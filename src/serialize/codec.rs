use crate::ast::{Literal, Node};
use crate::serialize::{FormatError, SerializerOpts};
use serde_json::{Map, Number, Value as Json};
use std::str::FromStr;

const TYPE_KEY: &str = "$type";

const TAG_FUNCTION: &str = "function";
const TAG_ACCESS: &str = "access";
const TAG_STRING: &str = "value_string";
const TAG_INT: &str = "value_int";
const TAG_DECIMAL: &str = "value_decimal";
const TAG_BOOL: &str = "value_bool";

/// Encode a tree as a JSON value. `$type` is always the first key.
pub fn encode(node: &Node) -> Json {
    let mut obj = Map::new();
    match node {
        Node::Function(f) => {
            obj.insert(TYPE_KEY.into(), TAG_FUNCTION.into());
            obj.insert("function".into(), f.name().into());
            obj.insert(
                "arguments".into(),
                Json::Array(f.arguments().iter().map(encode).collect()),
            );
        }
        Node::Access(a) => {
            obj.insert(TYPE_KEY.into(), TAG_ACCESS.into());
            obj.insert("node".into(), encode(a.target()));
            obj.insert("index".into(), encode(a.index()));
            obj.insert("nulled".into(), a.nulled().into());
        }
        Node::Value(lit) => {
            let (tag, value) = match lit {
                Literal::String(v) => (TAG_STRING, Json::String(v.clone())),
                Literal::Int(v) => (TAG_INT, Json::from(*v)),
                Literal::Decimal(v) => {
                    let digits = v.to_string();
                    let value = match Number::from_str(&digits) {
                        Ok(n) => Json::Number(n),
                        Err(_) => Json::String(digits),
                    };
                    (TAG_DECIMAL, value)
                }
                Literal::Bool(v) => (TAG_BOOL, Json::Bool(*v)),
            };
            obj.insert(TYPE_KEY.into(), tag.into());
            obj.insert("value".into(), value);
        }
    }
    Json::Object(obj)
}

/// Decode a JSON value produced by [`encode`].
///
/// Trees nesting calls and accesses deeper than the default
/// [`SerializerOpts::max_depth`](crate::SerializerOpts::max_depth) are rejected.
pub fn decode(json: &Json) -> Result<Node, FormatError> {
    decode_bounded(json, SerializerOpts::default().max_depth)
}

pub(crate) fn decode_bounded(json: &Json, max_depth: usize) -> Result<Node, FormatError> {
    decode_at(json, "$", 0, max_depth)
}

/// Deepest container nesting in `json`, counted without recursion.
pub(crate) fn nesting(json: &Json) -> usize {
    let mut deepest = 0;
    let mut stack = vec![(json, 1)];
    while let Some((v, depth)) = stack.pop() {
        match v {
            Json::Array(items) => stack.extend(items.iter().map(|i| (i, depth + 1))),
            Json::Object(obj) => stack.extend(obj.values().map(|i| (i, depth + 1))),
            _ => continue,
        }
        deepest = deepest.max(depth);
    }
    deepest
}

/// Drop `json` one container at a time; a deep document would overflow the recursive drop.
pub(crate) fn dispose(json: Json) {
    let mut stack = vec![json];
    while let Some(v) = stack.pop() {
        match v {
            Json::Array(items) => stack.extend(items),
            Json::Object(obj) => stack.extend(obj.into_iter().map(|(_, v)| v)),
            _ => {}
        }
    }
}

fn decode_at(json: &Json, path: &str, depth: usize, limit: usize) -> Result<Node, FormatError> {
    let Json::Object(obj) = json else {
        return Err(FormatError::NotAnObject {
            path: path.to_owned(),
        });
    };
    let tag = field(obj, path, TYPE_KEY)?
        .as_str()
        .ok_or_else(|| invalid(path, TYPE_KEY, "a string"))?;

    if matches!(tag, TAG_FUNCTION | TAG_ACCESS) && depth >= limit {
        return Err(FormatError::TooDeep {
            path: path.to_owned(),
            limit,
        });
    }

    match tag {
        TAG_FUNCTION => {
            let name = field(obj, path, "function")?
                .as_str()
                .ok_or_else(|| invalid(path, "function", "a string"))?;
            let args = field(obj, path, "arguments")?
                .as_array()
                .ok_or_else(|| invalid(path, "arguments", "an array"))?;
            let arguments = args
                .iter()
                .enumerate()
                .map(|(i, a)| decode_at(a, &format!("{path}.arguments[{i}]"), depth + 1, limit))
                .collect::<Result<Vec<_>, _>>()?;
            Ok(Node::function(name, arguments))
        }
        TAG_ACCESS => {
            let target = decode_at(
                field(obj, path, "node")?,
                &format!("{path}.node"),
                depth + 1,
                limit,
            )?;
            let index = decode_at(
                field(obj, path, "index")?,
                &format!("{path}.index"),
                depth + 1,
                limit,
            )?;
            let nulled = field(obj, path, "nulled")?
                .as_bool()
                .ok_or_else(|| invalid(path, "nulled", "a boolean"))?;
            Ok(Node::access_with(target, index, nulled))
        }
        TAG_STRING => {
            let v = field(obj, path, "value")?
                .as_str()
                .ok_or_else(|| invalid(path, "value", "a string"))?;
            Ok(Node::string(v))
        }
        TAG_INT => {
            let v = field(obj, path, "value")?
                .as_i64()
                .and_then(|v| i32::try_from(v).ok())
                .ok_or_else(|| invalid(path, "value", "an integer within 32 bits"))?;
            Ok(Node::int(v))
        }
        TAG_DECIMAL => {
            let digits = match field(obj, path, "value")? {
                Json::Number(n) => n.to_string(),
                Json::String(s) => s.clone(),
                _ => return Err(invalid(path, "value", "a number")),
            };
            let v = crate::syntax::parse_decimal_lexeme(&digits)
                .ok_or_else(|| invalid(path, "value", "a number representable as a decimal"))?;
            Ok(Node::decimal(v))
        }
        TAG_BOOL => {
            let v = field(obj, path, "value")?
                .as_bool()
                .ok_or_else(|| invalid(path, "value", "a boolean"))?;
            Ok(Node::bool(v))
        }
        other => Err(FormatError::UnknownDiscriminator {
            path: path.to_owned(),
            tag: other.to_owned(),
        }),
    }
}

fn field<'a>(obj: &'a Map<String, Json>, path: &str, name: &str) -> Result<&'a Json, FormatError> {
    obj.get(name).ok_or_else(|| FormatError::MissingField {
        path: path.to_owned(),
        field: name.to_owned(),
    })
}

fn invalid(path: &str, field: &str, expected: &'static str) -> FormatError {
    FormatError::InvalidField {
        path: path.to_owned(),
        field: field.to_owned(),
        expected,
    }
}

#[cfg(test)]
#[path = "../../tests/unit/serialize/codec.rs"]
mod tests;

________________

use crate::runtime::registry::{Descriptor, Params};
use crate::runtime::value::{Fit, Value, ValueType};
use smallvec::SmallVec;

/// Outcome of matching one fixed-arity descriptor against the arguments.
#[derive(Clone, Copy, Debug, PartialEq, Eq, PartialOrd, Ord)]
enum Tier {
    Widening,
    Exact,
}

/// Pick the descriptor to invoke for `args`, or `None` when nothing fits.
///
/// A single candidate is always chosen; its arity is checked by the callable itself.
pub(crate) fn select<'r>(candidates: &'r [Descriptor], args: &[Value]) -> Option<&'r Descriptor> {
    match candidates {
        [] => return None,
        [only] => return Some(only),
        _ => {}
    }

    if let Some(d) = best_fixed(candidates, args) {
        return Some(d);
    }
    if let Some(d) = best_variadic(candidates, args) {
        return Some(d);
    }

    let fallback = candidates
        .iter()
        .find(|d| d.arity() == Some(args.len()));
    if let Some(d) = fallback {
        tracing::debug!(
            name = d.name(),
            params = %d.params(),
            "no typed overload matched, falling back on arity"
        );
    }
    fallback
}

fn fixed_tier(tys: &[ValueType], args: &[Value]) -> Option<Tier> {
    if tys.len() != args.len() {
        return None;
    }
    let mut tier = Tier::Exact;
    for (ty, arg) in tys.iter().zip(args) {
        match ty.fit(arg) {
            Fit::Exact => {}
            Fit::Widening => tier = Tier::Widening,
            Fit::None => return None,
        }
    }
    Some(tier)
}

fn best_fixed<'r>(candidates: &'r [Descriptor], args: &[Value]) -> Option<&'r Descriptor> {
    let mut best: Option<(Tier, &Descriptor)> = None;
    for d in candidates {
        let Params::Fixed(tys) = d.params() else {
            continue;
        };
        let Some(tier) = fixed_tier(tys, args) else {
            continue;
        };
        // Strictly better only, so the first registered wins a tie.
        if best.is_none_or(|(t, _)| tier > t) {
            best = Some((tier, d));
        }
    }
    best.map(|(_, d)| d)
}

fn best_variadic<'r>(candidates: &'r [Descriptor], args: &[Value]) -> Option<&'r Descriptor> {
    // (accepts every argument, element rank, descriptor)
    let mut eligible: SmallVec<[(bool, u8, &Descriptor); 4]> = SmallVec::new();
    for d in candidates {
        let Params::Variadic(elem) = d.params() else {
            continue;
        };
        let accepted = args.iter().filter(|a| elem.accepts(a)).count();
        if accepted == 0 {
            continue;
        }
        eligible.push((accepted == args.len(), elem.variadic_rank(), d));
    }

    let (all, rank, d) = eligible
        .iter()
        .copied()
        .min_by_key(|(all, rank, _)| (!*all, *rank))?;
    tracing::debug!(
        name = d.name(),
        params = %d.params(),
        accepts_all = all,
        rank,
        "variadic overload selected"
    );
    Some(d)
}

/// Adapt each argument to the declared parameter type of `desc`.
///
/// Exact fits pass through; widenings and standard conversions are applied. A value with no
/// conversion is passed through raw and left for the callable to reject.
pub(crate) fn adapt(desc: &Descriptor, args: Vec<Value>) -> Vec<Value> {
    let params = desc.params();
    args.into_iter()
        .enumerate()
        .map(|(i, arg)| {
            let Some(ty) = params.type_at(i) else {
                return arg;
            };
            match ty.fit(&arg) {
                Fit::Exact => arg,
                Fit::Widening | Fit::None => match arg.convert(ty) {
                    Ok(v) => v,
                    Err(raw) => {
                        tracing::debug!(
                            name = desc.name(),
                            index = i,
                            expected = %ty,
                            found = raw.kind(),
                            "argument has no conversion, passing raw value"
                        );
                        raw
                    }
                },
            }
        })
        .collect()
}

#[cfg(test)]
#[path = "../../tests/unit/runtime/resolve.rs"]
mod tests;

________________

## [Problem statement]
Count the lines in the records above that contain the word "first", and report only that number.

## [Exercise result]
2